Chris Weafer of UralSib, Russia -
The Duma election brings to an end the tedious prologue to the main event; President Putin choosing from what position he will remain the country's de-facto leader after he hands over power next May and who he will choose to be Russia's third president. The result adequately delivers what he asked for, ie. a popular mandate to have the moral authority to make those decisions. Criticism over the handling of the election from foreign governments should be short-lived as while the turnout and result was good enough to allow Putin and Kremlin strategists claim it as a mandate to retain control, it is was not high enough to undermine the election credibility. Now that this phase is over, investors hope to have some greater clarity on succession before the end of December - a month when people in the Kremlin have a history of causing surprises. The focus will now switch to guessing Putin's next role and, inevitably, how quickly he will return to the presidency.
With a substantial portion of votes counted United Russia looks set to take over 63% of the vote followed by the Communist party with almost 12%, the LDPR with just under 9% and A Just Russia with 8%. That means that, under the new proportionate representation system, United Russia will have 310 seats in the Duma (300 in the last one) and that the three pro-Kremlin parties will have a combined block of 392 seats or 87% of the votes. While the Kremlin was able to count on the support of the last Duma to pass any legislation, it has an even more comfortable position for the next four years.
The turnout looks like being over 60%. That is important because while a majority for United Russia was never in doubt, the number of people turning out to vote needed to be higher than the last election turnout (just over 56%) to deliver the support for the moral authority that Putin asked for. Too high a percentage would actually have served to undermine the credibility of the election, while a turnout of less than last time would have undermined the Kremlin.
In terms of how to achieve that desire to remain the country's de-facto leader there are of course many options, but the two categories basically either inside the legislative structure or inside the Kremlin power pyramid. The former could involve a role as head of United Russia inside the Duma and assuming the position of Duma speaker. The latter could be as head of the Security Council or something similar. Whatever option is chosen, it will be one with a public platform that allows Putin to air his views. It is almost certainly not a role that is subservient to the next president even as that person will be chosen by Putin. That would simply be too destabilizing after even a short period of time. It is possible that Putin won't tell us of his plans until after the March election of even after next summer - and a big reason for that is because the next role as probably not yet been decided.

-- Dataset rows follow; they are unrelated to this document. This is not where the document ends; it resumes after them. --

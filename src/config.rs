//! Per-run parameters for the card pipeline.
//!
//! Every field has a default matching the stock card, so `CardConfig::default()` renders
//! the standard layout and a JSON file only needs the fields it changes.

use std::path::{Path, PathBuf};

use anyhow::Context as _;

use crate::foundation::core::{CanvasSize, Rgba8, Vec2};
use crate::foundation::error::{CardError, CardResult};

/// Everything one run of the pipeline needs.
#[derive(Clone, Debug, PartialEq, serde::Serialize, serde::Deserialize)]
#[serde(default)]
pub struct CardConfig {
    /// Output dimensions.
    pub canvas: CanvasSize,
    /// Background raster, drawn unscaled at the origin.
    pub background_path: PathBuf,
    /// Destination PNG.
    pub output_path: PathBuf,
    /// Translucent panel behind the text.
    pub overlay: OverlayStyle,
    /// Wrapped headline.
    pub title: TitleStyle,
    /// Single-line link in the bottom-left corner.
    pub site_link: SiteLinkStyle,
    /// Circular profile photo.
    pub avatar: AvatarStyle,
}

impl Default for CardConfig {
    fn default() -> Self {
        Self {
            canvas: CanvasSize::default(),
            background_path: PathBuf::from("background.jpg"),
            output_path: PathBuf::from("output.png"),
            overlay: OverlayStyle::default(),
            title: TitleStyle::default(),
            site_link: SiteLinkStyle::default(),
            avatar: AvatarStyle::default(),
        }
    }
}

#[derive(Clone, Debug, PartialEq, serde::Serialize, serde::Deserialize)]
#[serde(default)]
pub struct OverlayStyle {
    /// Inset from every canvas edge.
    pub margin: f64,
    pub color: Rgba8,
}

impl Default for OverlayStyle {
    fn default() -> Self {
        Self {
            margin: 20.0,
            color: Rgba8::rgba(0, 0, 0, 204),
        }
    }
}

#[derive(Clone, Debug, PartialEq, serde::Serialize, serde::Deserialize)]
#[serde(default)]
pub struct TitleStyle {
    pub text: String,
    pub font_path: PathBuf,
    pub font_size: f32,
    /// Left edge; the wrap width is `canvas.width - 2 * margin_x`.
    pub margin_x: f64,
    /// Top edge of the first line box.
    pub margin_y: f64,
    /// Baseline-to-baseline distance in multiples of the font height.
    pub line_spacing: f64,
    /// Ceiling for the wrapped block height.
    pub max_height: f64,
    pub color: Rgba8,
    pub shadow_color: Rgba8,
    pub shadow_offset: Vec2,
}

impl Default for TitleStyle {
    fn default() -> Self {
        Self {
            text: "Who Goes Blogging 6:\n3 Steps to Better Hugo RSS Feeds!".to_string(),
            font_path: ["fonts", "Merriweather", "Merriweather-Regular.ttf"]
                .iter()
                .collect(),
            font_size: 90.0,
            margin_x: 60.0,
            margin_y: 90.0,
            line_spacing: 1.65,
            max_height: 400.0,
            color: Rgba8::WHITE,
            shadow_color: Rgba8::BLACK,
            shadow_offset: Vec2::new(1.0, 1.0),
        }
    }
}

#[derive(Clone, Debug, PartialEq, serde::Serialize, serde::Deserialize)]
#[serde(default)]
pub struct SiteLinkStyle {
    pub text: String,
    pub font_path: PathBuf,
    pub font_size: f32,
    pub x: f64,
    /// Gap between the text box and the bottom canvas edge.
    pub margin_bottom: f64,
    /// Base color; only its R/G/B survive into the muted color.
    pub color: Rgba8,
    pub muted_alpha: u8,
}

impl Default for SiteLinkStyle {
    fn default() -> Self {
        Self {
            text: "https://jdheyburn.co.uk/".to_string(),
            font_path: ["fonts", "Source_Code_Pro", "SourceCodePro-Medium.ttf"]
                .iter()
                .collect(),
            font_size: 60.0,
            x: 70.0,
            margin_bottom: 10.0,
            color: Rgba8::WHITE,
            muted_alpha: 200,
        }
    }
}

impl SiteLinkStyle {
    /// Base color with alpha replaced by `muted_alpha`.
    pub fn muted_color(&self) -> Rgba8 {
        self.color.with_alpha(self.muted_alpha)
    }
}

#[derive(Clone, Debug, PartialEq, serde::Serialize, serde::Deserialize)]
#[serde(default)]
pub struct AvatarStyle {
    pub source_path: PathBuf,
    /// Width after resizing; height follows the source aspect ratio.
    pub target_width: u32,
    pub placement: AvatarPlacement,
    /// When set, the cropped avatar is also written here for inspection.
    pub debug_crop_path: Option<PathBuf>,
}

impl Default for AvatarStyle {
    fn default() -> Self {
        Self {
            source_path: PathBuf::from("me.jpg"),
            target_width: 180,
            placement: AvatarPlacement::default(),
            debug_crop_path: None,
        }
    }
}

/// Stock avatar layouts.
#[derive(Clone, Copy, Debug, Default, PartialEq, Eq, serde::Serialize, serde::Deserialize)]
#[serde(rename_all = "snake_case")]
pub enum LayoutVariant {
    /// Bottom-right corner, tilted 10°, white ring.
    #[default]
    Tilted,
    /// Fixed offset near the top-right corner, upright, no ring.
    Classic,
}

/// Where the cropped avatar lands on the canvas.
#[derive(Clone, Copy, Debug, PartialEq, serde::Serialize, serde::Deserialize)]
#[serde(tag = "mode", rename_all = "snake_case")]
pub enum AvatarAnchor {
    /// Center at `(W - w/2 - margin_x, H - h/2)`: half the avatar hangs off the bottom edge.
    BottomRight {
        /// Gap to the right canvas edge.
        margin_x: f64,
    },
    /// Center at a fixed canvas point.
    Fixed {
        /// Center x.
        x: f64,
        /// Center y.
        y: f64,
    },
}

impl AvatarAnchor {
    /// Avatar center for an avatar of `avatar_size` on a canvas of `canvas`.
    pub fn center(self, canvas: CanvasSize, avatar_size: (u32, u32)) -> (f64, f64) {
        match self {
            Self::BottomRight { margin_x } => (
                f64::from(canvas.width) - f64::from(avatar_size.0 / 2) - margin_x,
                f64::from(canvas.height) - f64::from(avatar_size.1 / 2),
            ),
            Self::Fixed { x, y } => (x, y),
        }
    }
}

#[derive(Clone, Copy, Debug, PartialEq, serde::Serialize, serde::Deserialize)]
pub struct AvatarBorder {
    pub color: Rgba8,
    pub width: f64,
}

impl Default for AvatarBorder {
    fn default() -> Self {
        Self {
            color: Rgba8::WHITE,
            width: 10.0,
        }
    }
}

#[derive(Clone, Copy, Debug, PartialEq, serde::Serialize, serde::Deserialize)]
#[serde(default)]
pub struct AvatarPlacement {
    pub anchor: AvatarAnchor,
    /// Clockwise tilt applied about the anchor.
    pub rotation_degrees: f64,
    pub border: Option<AvatarBorder>,
}

impl Default for AvatarPlacement {
    fn default() -> Self {
        Self::preset(LayoutVariant::default())
    }
}

impl AvatarPlacement {
    pub fn preset(variant: LayoutVariant) -> Self {
        match variant {
            LayoutVariant::Tilted => Self {
                anchor: AvatarAnchor::BottomRight { margin_x: 10.0 },
                rotation_degrees: 10.0,
                border: Some(AvatarBorder::default()),
            },
            LayoutVariant::Classic => Self {
                anchor: AvatarAnchor::Fixed {
                    x: 1050.0,
                    y: 140.0,
                },
                rotation_degrees: 0.0,
                border: None,
            },
        }
    }
}

impl CardConfig {
    /// Replace the avatar placement with a stock layout.
    pub fn with_layout(mut self, variant: LayoutVariant) -> Self {
        self.avatar.placement = AvatarPlacement::preset(variant);
        self
    }

    /// Parse a JSON document; missing fields take their defaults.
    pub fn from_json_str(json: &str) -> CardResult<Self> {
        let cfg: Self = serde_json::from_str(json)
            .map_err(|e| CardError::validation(format!("parse card config: {e}")))?;
        Ok(cfg)
    }

    /// Read and parse a JSON config file.
    pub fn from_json_file(path: &Path) -> CardResult<Self> {
        let json = std::fs::read_to_string(path)
            .with_context(|| format!("open card config '{}'", path.display()))?;
        Self::from_json_str(&json)
    }

    /// Check the parameters before any drawing starts.
    pub fn validate(&self) -> CardResult<()> {
        self.canvas.validate()?;
        let (w, h) = (f64::from(self.canvas.width), f64::from(self.canvas.height));

        let m = self.overlay.margin;
        if !m.is_finite() || m < 0.0 || 2.0 * m >= w.min(h) {
            return Err(CardError::validation(
                "overlay margin must be >= 0 and leave a non-empty panel",
            ));
        }

        let t = &self.title;
        if t.text.trim().is_empty() {
            return Err(CardError::validation("title text must be non-empty"));
        }
        check_font_size("title", t.font_size)?;
        if !t.margin_x.is_finite() || w - 2.0 * t.margin_x <= 0.0 {
            return Err(CardError::validation(
                "title margin_x leaves no room for text",
            ));
        }
        if !t.margin_y.is_finite() {
            return Err(CardError::validation("title margin_y must be finite"));
        }
        if !t.line_spacing.is_finite() || t.line_spacing < 1.0 {
            return Err(CardError::validation("title line_spacing must be >= 1"));
        }
        if !t.max_height.is_finite() || t.max_height <= 0.0 {
            return Err(CardError::validation("title max_height must be > 0"));
        }

        let s = &self.site_link;
        if s.text.trim().is_empty() {
            return Err(CardError::validation("site link text must be non-empty"));
        }
        check_font_size("site link", s.font_size)?;
        if !s.x.is_finite() || !s.margin_bottom.is_finite() {
            return Err(CardError::validation("site link position must be finite"));
        }

        let a = &self.avatar;
        if a.target_width == 0 {
            return Err(CardError::validation("avatar target_width must be > 0"));
        }
        if !a.placement.rotation_degrees.is_finite() {
            return Err(CardError::validation("avatar rotation must be finite"));
        }
        let anchor_finite = match a.placement.anchor {
            AvatarAnchor::BottomRight { margin_x } => margin_x.is_finite(),
            AvatarAnchor::Fixed { x, y } => x.is_finite() && y.is_finite(),
        };
        if !anchor_finite {
            return Err(CardError::validation("avatar anchor must be finite"));
        }
        if let Some(border) = a.placement.border
            && (!border.width.is_finite() || border.width <= 0.0)
        {
            return Err(CardError::validation("avatar border width must be > 0"));
        }
        Ok(())
    }
}

fn check_font_size(what: &str, size: f32) -> CardResult<()> {
    if !size.is_finite() || size <= 0.0 {
        return Err(CardError::validation(format!(
            "{what} font size must be finite and > 0"
        )));
    }
    Ok(())
}

#[cfg(test)]
#[path = "../tests/unit/config.rs"]
mod tests;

Meantime, the attention now switches to the next president. Fifteen political parties have the right to nominate a candidate by the deadline of December 23. But then they must support the nomination with at least 2m signatures by the final deadline of January 16. But, and critically, the four parties that now have representation in the Duma will be exempt from that requirement and their nominated candidates will automatically contest the March 2 election. The United Russia party will almost certainly nominate the person supported by Putin - that is how the electorate will see it - and that person will most likely be the next president. The most likely name is the current PM Zubkov. Putin has specifically linked him with the role when he spelled out the ideal credentials of the next president and then later referred to Zubkov using the same phraseology.